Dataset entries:

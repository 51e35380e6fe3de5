//! Parse → normalize → passes → serialize → sanitize.

use devmdx_core::serialize::{join_parts, serialize_parts};
use devmdx_core::{
    Diagnostic, Diagnostics, NormalizeOptions, ParseOptions, Severity, Tree, normalize,
    parse_document_with_options,
};
use once_cell::sync::Lazy;

use crate::config::ConvertConfig;
use crate::transform::code_lang::CodeLanguages;
use crate::transform::directives::Directives;
use crate::transform::jsx_safety::{JsxSafety, sanitize_mdx_text};
use crate::transform::links::Links;
use crate::transform::widgets::Widgets;
use crate::transform::{Pass, PassContext};

static DEFAULT_PIPELINE: Lazy<Pipeline> = Lazy::new(|| Pipeline::standard(ConvertConfig::default()));

/// Result of converting one document.
#[derive(Debug, Clone, PartialEq)]
pub struct TransformOutput {
    /// Converted text (frontmatter block plus body).
    pub output: String,
    /// Problems found along the way.
    pub diagnostics: Vec<Diagnostic>,
}

impl TransformOutput {
    /// Whether the document must be quarantined instead of written.
    pub fn has_fatal(&self) -> bool {
        self.diagnostics
            .iter()
            .any(|d| d.severity == Severity::Fatal)
    }
}

/// An ordered list of passes plus the configuration they read.
pub struct Pipeline {
    config: ConvertConfig,
    parse: ParseOptions,
    normalize: NormalizeOptions,
    passes: Vec<Box<dyn Pass>>,
}

impl std::fmt::Debug for Pipeline {
    fn fmt(&self, f: &mut std::fmt::Formatter<'_>) -> std::fmt::Result {
        f.debug_struct("Pipeline")
            .field("passes", &self.pass_names())
            .finish_non_exhaustive()
    }
}

impl Pipeline {
    /// A pipeline without passes: parse, normalize, serialize, sanitize.
    pub fn empty(config: ConvertConfig) -> Self {
        let normalize = NormalizeOptions {
            marker_classes: config.catalog.marker_classes(),
            drop_elements: config.drop_elements.clone(),
        };
        Self {
            config,
            parse: ParseOptions::devsite(),
            normalize,
            passes: Vec::new(),
        }
    }

    /// The standard pass order: directives, widgets, links, code languages, JSX safety.
    pub fn standard(config: ConvertConfig) -> Self {
        Self::empty(config)
            .with_pass(Directives)
            .with_pass(Widgets)
            .with_pass(Links)
            .with_pass(CodeLanguages)
            .with_pass(JsxSafety)
    }

    /// Appends a pass.
    pub fn with_pass(mut self, pass: impl Pass + 'static) -> Self {
        self.passes.push(Box::new(pass));
        self
    }

    /// Names of the passes in order.
    pub fn pass_names(&self) -> Vec<&str> {
        self.passes.iter().map(|p| p.name()).collect()
    }

    /// Active configuration.
    pub fn config(&self) -> &ConvertConfig {
        &self.config
    }

    /// Parses and normalizes `raw` without running any pass.
    pub fn normalized_tree(&self, raw: &str, diagnostics: &mut Diagnostics) -> Tree {
        let tree = parse_document_with_options(raw, self.parse, diagnostics);
        normalize(tree, &self.normalize, diagnostics)
    }

    /// Parses, normalizes and runs every pass.
    pub fn tree(&self, raw: &str, diagnostics: &mut Diagnostics) -> Tree {
        let mut tree = self.normalized_tree(raw, diagnostics);
        let mut cx = PassContext {
            config: &self.config,
            diagnostics,
        };
        for pass in &self.passes {
            tree = pass.run(tree, &mut cx);
            log::trace!("{}: pass `{}` done", cx.diagnostics.path(), pass.name());
        }
        tree
    }

    /// Converts one document. Never fails; see [`TransformOutput::diagnostics`].
    pub fn transform(&self, path: &str, raw: &str) -> TransformOutput {
        let mut diagnostics = Diagnostics::new(path);
        let tree = self.tree(raw, &mut diagnostics);
        let (frontmatter, body) = serialize_parts(&tree);
        let body = sanitize_mdx_text(&body, &mut diagnostics);
        let output = join_parts(&frontmatter, &body);

        if diagnostics.has_fatal() {
            log::warn!("{path}: fatal diagnostics; document needs quarantine");
        } else if !diagnostics.is_empty() {
            log::debug!("{path}: {} warnings", diagnostics.len());
        }
        TransformOutput {
            output,
            diagnostics: diagnostics.into_vec(),
        }
    }
}

/// Converts one document with the default configuration.
///
/// # Example
///
/// ```
/// let out = devmdx_convert::transform("hello.md", "# Hello World\n\nBody text.\n");
/// assert_eq!(out.output, "---\ntitle: 'Hello World'\n---\n\nBody text.\n");
/// assert!(out.diagnostics.is_empty());
/// ```
pub fn transform(path: &str, raw: &str) -> TransformOutput {
    DEFAULT_PIPELINE.transform(path, raw)
}

#[cfg(test)]
mod tests {
    use super::*;
    use devmdx_core::FenceTracker;

    #[test]
    fn standard_order() {
        let pipeline = Pipeline::standard(ConvertConfig::default());
        assert_eq!(
            pipeline.pass_names(),
            vec!["directives", "widgets", "links", "code-languages", "jsx-safety"]
        );
    }

    #[test]
    fn custom_passes_run_last() {
        use crate::transform::FnPass;
        use devmdx_core::Node;

        let pipeline = Pipeline::empty(ConvertConfig::default()).with_pass(FnPass::new(
            "shout",
            |mut tree: Tree, _: &mut PassContext<'_>| {
                tree.children.push(Node::paragraph(vec![Node::text("END")]));
                tree
            },
        ));
        assert_eq!(pipeline.transform("a.md", "start\n").output, "start\n\nEND\n");
    }

    #[test]
    fn code_blocks_survive_untouched() {
        let source = "```\nlet x = {a: 1}; // <b>\n```\n";
        let out = transform("a.md", source);
        assert_eq!(out.output, "```text\nlet x = {a: 1}; // <b>\n```\n");
        let mut fence = FenceTracker::new();
        assert!(out.output.lines().all(|line| fence.consume(line)));
    }

    #[test]
    fn fatal_output_is_flagged() {
        let out = transform("a.md", "Intro\n\n<devsite-selector>\n\nrest of file\n");
        assert!(out.has_fatal());
    }
}
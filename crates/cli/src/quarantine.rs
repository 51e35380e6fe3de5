//! Persisted list of documents excluded from conversion.
//!
//! One relative path per line, `/`-separated. Blank lines and lines starting
//! with `#` are ignored.

use std::collections::BTreeSet;
use std::fs;
use std::io;
use std::path::{Component, Path};

use crate::batch::BatchError;

const HEADER: &str = "# Documents skipped by `devmdx convert`.\n# Remove a line once the source has been fixed.\n";

/// Sorted set of quarantined relative paths.
#[derive(Debug, Clone, Default, PartialEq, Eq)]
pub struct QuarantineList {
    entries: BTreeSet<String>,
}

impl QuarantineList {
    /// Parses the file format described in the module docs.
    pub fn parse(text: &str) -> Self {
        let entries = text
            .lines()
            .map(str::trim)
            .filter(|line| !line.is_empty() && !line.starts_with('#'))
            .map(|line| line.trim_start_matches("./").replace('\\', "/"))
            .collect();
        Self { entries }
    }

    /// Loads a list from disk. A missing file is an empty list.
    pub fn load(path: &Path) -> Result<Self, BatchError> {
        match fs::read_to_string(path) {
            Ok(text) => Ok(Self::parse(&text)),
            Err(err) if err.kind() == io::ErrorKind::NotFound => {
                log::debug!("exclude list {} not found; starting empty", path.display());
                Ok(Self::default())
            }
            Err(source) => Err(BatchError::Read {
                path: path.to_path_buf(),
                source,
            }),
        }
    }

    /// Writes the list, header first, one entry per line.
    pub fn save(&self, path: &Path) -> Result<(), BatchError> {
        if let Some(parent) = path.parent().filter(|p| !p.as_os_str().is_empty()) {
            fs::create_dir_all(parent).map_err(|source| BatchError::Write {
                path: parent.to_path_buf(),
                source,
            })?;
        }
        fs::write(path, self.render()).map_err(|source| BatchError::Write {
            path: path.to_path_buf(),
            source,
        })
    }

    /// File contents for [`QuarantineList::save`].
    pub fn render(&self) -> String {
        let mut out = String::from(HEADER);
        for entry in &self.entries {
            out.push_str(entry);
            out.push('\n');
        }
        out
    }

    /// Whether `relative` is listed.
    pub fn contains(&self, relative: &Path) -> bool {
        self.entries.contains(&list_key(relative))
    }

    /// Adds `relative`; returns `false` when it was already listed.
    pub fn insert(&mut self, relative: &Path) -> bool {
        self.entries.insert(list_key(relative))
    }

    /// Number of entries.
    pub fn len(&self) -> usize {
        self.entries.len()
    }

    /// Whether the list is empty.
    pub fn is_empty(&self) -> bool {
        self.entries.is_empty()
    }

    /// Entries in sorted order.
    pub fn iter(&self) -> impl Iterator<Item = &str> {
        self.entries.iter().map(String::as_str)
    }
}

/// Platform independent key for a relative path.
pub fn list_key(relative: &Path) -> String {
    relative
        .components()
        .filter_map(|c| match c {
            Component::Normal(part) => Some(part.to_string_lossy()),
            _ => None,
        })
        .collect::<Vec<_>>()
        .join("/")
}

#[cfg(test)]
mod tests {
    use super::*;

    #[test]
    fn parse_skips_comments_and_normalizes() {
        let list = QuarantineList::parse("# header\n\nguide/intro.md\n./api/ref.html\n  \n");
        assert_eq!(list.iter().collect::<Vec<_>>(), vec!["api/ref.html", "guide/intro.md"]);
        assert!(list.contains(Path::new("guide/intro.md")));
        assert!(!list.contains(Path::new("guide/other.md")));
    }

    #[test]
    fn render_round_trips() {
        let mut list = QuarantineList::default();
        assert!(list.insert(Path::new("b.md")));
        assert!(list.insert(Path::new("a/c.md")));
        assert!(!list.insert(Path::new("b.md")));
        assert_eq!(QuarantineList::parse(&list.render()), list);
    }

    #[test]
    fn missing_file_is_empty() {
        let dir = tempfile::tempdir().unwrap();
        let list = QuarantineList::load(&dir.path().join("none.txt")).unwrap();
        assert!(list.is_empty());
    }
}
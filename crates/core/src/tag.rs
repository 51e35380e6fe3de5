//! Hand-rolled scanner for single HTML/JSX tags.
//!
//! The scanner works on raw text so that block masking and the final
//! text sanitizer can reason about tags without building a DOM.

/// Shape of a scanned tag.
#[derive(Debug, Clone, Copy, PartialEq, Eq)]
pub enum TagKind {
    /// `<name ...>`
    Open,
    /// `</name>`
    Close,
    /// `<name ... />`
    SelfClosing,
}

/// One attribute as written in the source.
#[derive(Debug, Clone, PartialEq, Eq)]
pub struct TagAttr {
    /// Attribute name as written.
    pub name: String,
    /// Raw (undecoded) value, if any.
    pub value: Option<String>,
    /// Quote character used around the value, if any.
    pub quote: Option<char>,
}

/// A tag located in some input.
#[derive(Debug, Clone, PartialEq, Eq)]
pub struct Tag {
    /// Tag name with original casing.
    pub name: String,
    /// Open, close or self-closing.
    pub kind: TagKind,
    /// Attributes in source order (empty for close tags).
    pub attrs: Vec<TagAttr>,
    /// Byte offset of `<`.
    pub start: usize,
    /// Byte offset just after `>`.
    pub end: usize,
}

impl Tag {
    /// Lowercased tag name.
    pub fn lower_name(&self) -> String {
        self.name.to_ascii_lowercase()
    }

    /// Looks up an attribute value by case-insensitive name.
    pub fn attr(&self, name: &str) -> Option<&str> {
        self.attrs
            .iter()
            .find(|a| a.name.eq_ignore_ascii_case(name))
            .and_then(|a| a.value.as_deref())
    }

    /// Whether the tag names a custom component or custom element.
    pub fn is_custom(&self) -> bool {
        is_custom_element(&self.name)
    }
}

const VOID_ELEMENTS: &[&str] = &[
    "area", "base", "br", "col", "embed", "hr", "img", "input", "link", "meta", "param", "source",
    "track", "wbr",
];

/// Elements whose content is not scanned for nested tags.
const RAW_TEXT_ELEMENTS: &[&str] = &["pre", "script", "style", "textarea"];

/// Names that open an HTML block on their own line.
const BLOCK_ELEMENTS: &[&str] = &[
    "address", "article", "aside", "blockquote", "center", "details", "dialog", "dd", "div", "dl",
    "dt", "figcaption", "figure", "footer", "form", "h1", "h2", "h3", "h4", "h5", "h6", "header",
    "iframe", "main", "nav", "ol", "p", "pre", "script", "section", "style", "summary", "table",
    "tbody", "td", "tfoot", "th", "thead", "tr", "ul", "video",
];

/// Whether `name` is an HTML void element (case-insensitive).
pub fn is_void_element(name: &str) -> bool {
    VOID_ELEMENTS.iter().any(|v| v.eq_ignore_ascii_case(name))
}

/// Whether `name` is a block-level HTML element (case-insensitive).
pub fn is_block_element(name: &str) -> bool {
    BLOCK_ELEMENTS.iter().any(|v| v.eq_ignore_ascii_case(name))
}

/// Whether `name` is a raw-text element whose body is never scanned.
pub fn is_raw_text_element(name: &str) -> bool {
    RAW_TEXT_ELEMENTS.iter().any(|v| v.eq_ignore_ascii_case(name))
}

/// Custom elements carry a hyphen; components start with an uppercase letter.
pub fn is_custom_element(name: &str) -> bool {
    name.contains('-') || name.chars().next().is_some_and(|c| c.is_ascii_uppercase())
}

/// Whether `name` starts with an uppercase letter (a component).
pub fn is_component_name(name: &str) -> bool {
    name.chars().next().is_some_and(|c| c.is_ascii_uppercase())
}

fn is_name_char(c: char) -> bool {
    c.is_ascii_alphanumeric() || matches!(c, '-' | '_' | ':' | '.')
}

fn is_attr_name_char(c: char) -> bool {
    !c.is_whitespace() && !matches!(c, '/' | '>' | '=' | '"' | '\'' | '<' | '{' | '}')
}

/// Scans a single tag starting at byte offset `start` (which must hold `<`).
///
/// Returns `None` when the text at `start` is not a well-formed tag.
pub fn parse_tag_at(input: &str, start: usize) -> Option<Tag> {
    let rest = input.get(start..)?;
    let mut chars = rest.char_indices().peekable();
    if chars.next()?.1 != '<' {
        return None;
    }

    let closing = matches!(chars.peek(), Some((_, '/')));
    if closing {
        chars.next();
    }

    let (name_start, first) = *chars.peek()?;
    if !first.is_ascii_alphabetic() {
        return None;
    }
    let mut name_end = name_start;
    while let Some(&(i, c)) = chars.peek() {
        if is_name_char(c) {
            name_end = i + c.len_utf8();
            chars.next();
        } else {
            break;
        }
    }
    let name = rest[name_start..name_end].to_string();

    if closing {
        skip_whitespace(&mut chars);
        let (i, c) = chars.next()?;
        if c != '>' {
            return None;
        }
        return Some(Tag {
            name,
            kind: TagKind::Close,
            attrs: Vec::new(),
            start,
            end: start + i + 1,
        });
    }

    let mut attrs = Vec::new();
    loop {
        let had_space = skip_whitespace(&mut chars);
        let (i, c) = *chars.peek()?;
        match c {
            '>' => {
                return Some(Tag {
                    name,
                    kind: TagKind::Open,
                    attrs,
                    start,
                    end: start + i + 1,
                });
            }
            '/' => {
                chars.next();
                let (j, next) = chars.next()?;
                if next != '>' {
                    return None;
                }
                return Some(Tag {
                    name,
                    kind: TagKind::SelfClosing,
                    attrs,
                    start,
                    end: start + j + 1,
                });
            }
            c if is_attr_name_char(c) => {
                if !had_space {
                    return None;
                }
                let attr_start = i;
                let mut attr_end = i;
                while let Some(&(k, c)) = chars.peek() {
                    if is_attr_name_char(c) {
                        attr_end = k + c.len_utf8();
                        chars.next();
                    } else {
                        break;
                    }
                }
                let attr_name = rest[attr_start..attr_end].to_string();

                // Peek past whitespace for `=` without consuming a following attribute.
                let mut lookahead = chars.clone();
                skip_whitespace(&mut lookahead);
                if matches!(lookahead.peek(), Some((_, '='))) {
                    lookahead.next();
                    skip_whitespace(&mut lookahead);
                    chars = lookahead;
                    let (value, quote) = scan_value(rest, &mut chars)?;
                    attrs.push(TagAttr {
                        name: attr_name,
                        value: Some(value),
                        quote,
                    });
                } else {
                    attrs.push(TagAttr {
                        name: attr_name,
                        value: None,
                        quote: None,
                    });
                }
            }
            _ => return None,
        }
    }
}

type CharIter<'a> = std::iter::Peekable<std::str::CharIndices<'a>>;

fn skip_whitespace(chars: &mut CharIter<'_>) -> bool {
    let mut skipped = false;
    while let Some(&(_, c)) = chars.peek() {
        if c.is_whitespace() {
            skipped = true;
            chars.next();
        } else {
            break;
        }
    }
    skipped
}

fn scan_value(rest: &str, chars: &mut CharIter<'_>) -> Option<(String, Option<char>)> {
    let (i, c) = *chars.peek()?;
    if c == '"' || c == '\'' {
        chars.next();
        let value_start = i + 1;
        for (k, next) in chars.by_ref() {
            if next == c {
                return Some((rest[value_start..k].to_string(), Some(c)));
            }
        }
        return None;
    }

    let value_start = i;
    let mut value_end = i;
    while let Some(&(k, next)) = chars.peek() {
        if next.is_whitespace() || next == '>' || next == '<' || next == '"' || next == '\'' {
            break;
        }
        // `/>` ends a self-closing tag; a lone `/` belongs to the value (paths).
        if next == '/' {
            let mut lookahead = chars.clone();
            lookahead.next();
            if matches!(lookahead.peek(), Some((_, '>'))) {
                break;
            }
        }
        value_end = k + next.len_utf8();
        chars.next();
    }
    if value_end == value_start {
        return None;
    }
    Some((rest[value_start..value_end].to_string(), None))
}

/// Finds the close tag matching `open` and returns `(close_start, close_end)`.
///
/// Nested tags of the same name are counted. Raw-text elements search for
/// the literal close tag only.
pub fn find_matching_close(input: &str, open: &Tag) -> Option<(usize, usize)> {
    let matches_name = |name: &str| {
        if is_component_name(&open.name) {
            name == open.name
        } else {
            name.eq_ignore_ascii_case(&open.name)
        }
    };

    if is_raw_text_element(&open.name) {
        let needle = format!("</{}", open.name.to_ascii_lowercase());
        let lower = input.to_ascii_lowercase();
        let mut from = open.end;
        while let Some(rel) = lower.get(from..)?.find(&needle) {
            let at = from + rel;
            if let Some(tag) = parse_tag_at(input, at)
                && tag.kind == TagKind::Close
                && matches_name(&tag.name)
            {
                return Some((tag.start, tag.end));
            }
            from = at + needle.len();
        }
        return None;
    }

    let mut depth = 1usize;
    let mut cursor = open.end;
    while let Some(rel) = input.get(cursor..)?.find('<') {
        let at = cursor + rel;
        if input[at..].starts_with("<!--") {
            cursor = match input[at..].find("-->") {
                Some(end) => at + end + 3,
                None => return None,
            };
            continue;
        }
        match parse_tag_at(input, at) {
            Some(tag) if matches_name(&tag.name) => {
                match tag.kind {
                    TagKind::Open => depth += 1,
                    TagKind::Close => {
                        depth -= 1;
                        if depth == 0 {
                            return Some((tag.start, tag.end));
                        }
                    }
                    TagKind::SelfClosing => {}
                }
                cursor = tag.end;
            }
            Some(tag) => cursor = tag.end,
            None => cursor = at + 1,
        }
    }
    None
}

#[cfg(test)]
mod tests {
    use super::*;

    fn tag(input: &str) -> Tag {
        parse_tag_at(input, 0).expect("tag should parse")
    }

    #[test]
    fn parses_open_tag_with_mixed_attributes() {
        let t = tag(r#"<td class=nav colspan="2" hidden data-x='a b'>rest"#);
        assert_eq!(t.name, "td");
        assert_eq!(t.kind, TagKind::Open);
        assert_eq!(t.attr("class"), Some("nav"));
        assert_eq!(t.attr("colspan"), Some("2"));
        assert_eq!(t.attr("data-x"), Some("a b"));
        assert_eq!(t.attrs[2].value, None);
        assert_eq!(t.attrs[0].quote, None);
        assert_eq!(&r#"<td class=nav colspan="2" hidden data-x='a b'>rest"#[t.end..], "rest");
    }

    #[test]
    fn parses_close_and_self_closing() {
        assert_eq!(tag("</Aside >").kind, TagKind::Close);
        let t = tag(r#"<img src="/a.png"/>"#);
        assert_eq!(t.kind, TagKind::SelfClosing);
        assert_eq!(t.attr("src"), Some("/a.png"));
    }

    #[test]
    fn unquoted_path_value_keeps_slashes() {
        let t = tag("<a href=/docs/setup>");
        assert_eq!(t.attr("href"), Some("/docs/setup"));
        assert_eq!(t.kind, TagKind::Open);
    }

    #[test]
    fn rejects_non_tags() {
        assert!(parse_tag_at("< b", 0).is_none());
        assert!(parse_tag_at("<3 love", 0).is_none());
        assert!(parse_tag_at("<a href=\"x", 0).is_none());
        assert!(parse_tag_at("<!-- c -->", 0).is_none());
    }

    #[test]
    fn matching_close_counts_nesting() {
        let input = "<div><div>x</div></div>tail";
        let open = tag(input);
        let (start, end) = find_matching_close(input, &open).unwrap();
        assert_eq!(&input[start..end], "</div>");
        assert_eq!(&input[end..], "tail");
    }

    #[test]
    fn matching_close_is_case_sensitive_for_components() {
        let input = "<Tabs>\n<tabs></tabs>\n</Tabs>";
        let open = tag(input);
        let (start, _) = find_matching_close(input, &open).unwrap();
        assert_eq!(start, input.rfind("</Tabs>").unwrap());
    }

    #[test]
    fn pre_body_is_not_scanned() {
        let input = "<pre><div></pre>";
        let open = tag(input);
        let (start, _) = find_matching_close(input, &open).unwrap();
        assert_eq!(start, 10);
    }

    #[test]
    fn missing_close_returns_none() {
        let input = "<devsite-selector>\nbody";
        assert!(find_matching_close(input, &tag(input)).is_none());
    }

    #[test]
    fn element_classification() {
        assert!(is_void_element("BR"));
        assert!(is_custom_element("devsite-selector"));
        assert!(is_custom_element("Aside"));
        assert!(!is_custom_element("table"));
        assert!(is_block_element("table"));
    }
}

WHAT THIS TASK INVOLVES
Whenever a line of the data holds the string "SelfClosing", pick that line out.

OUTPUT FOR THIS EXERCISE
    SelfClosing,
                    kind: TagKind::SelfClosing,
                    TagKind::SelfClosing => {}
        assert_eq!(t.kind, TagKind::SelfClosing);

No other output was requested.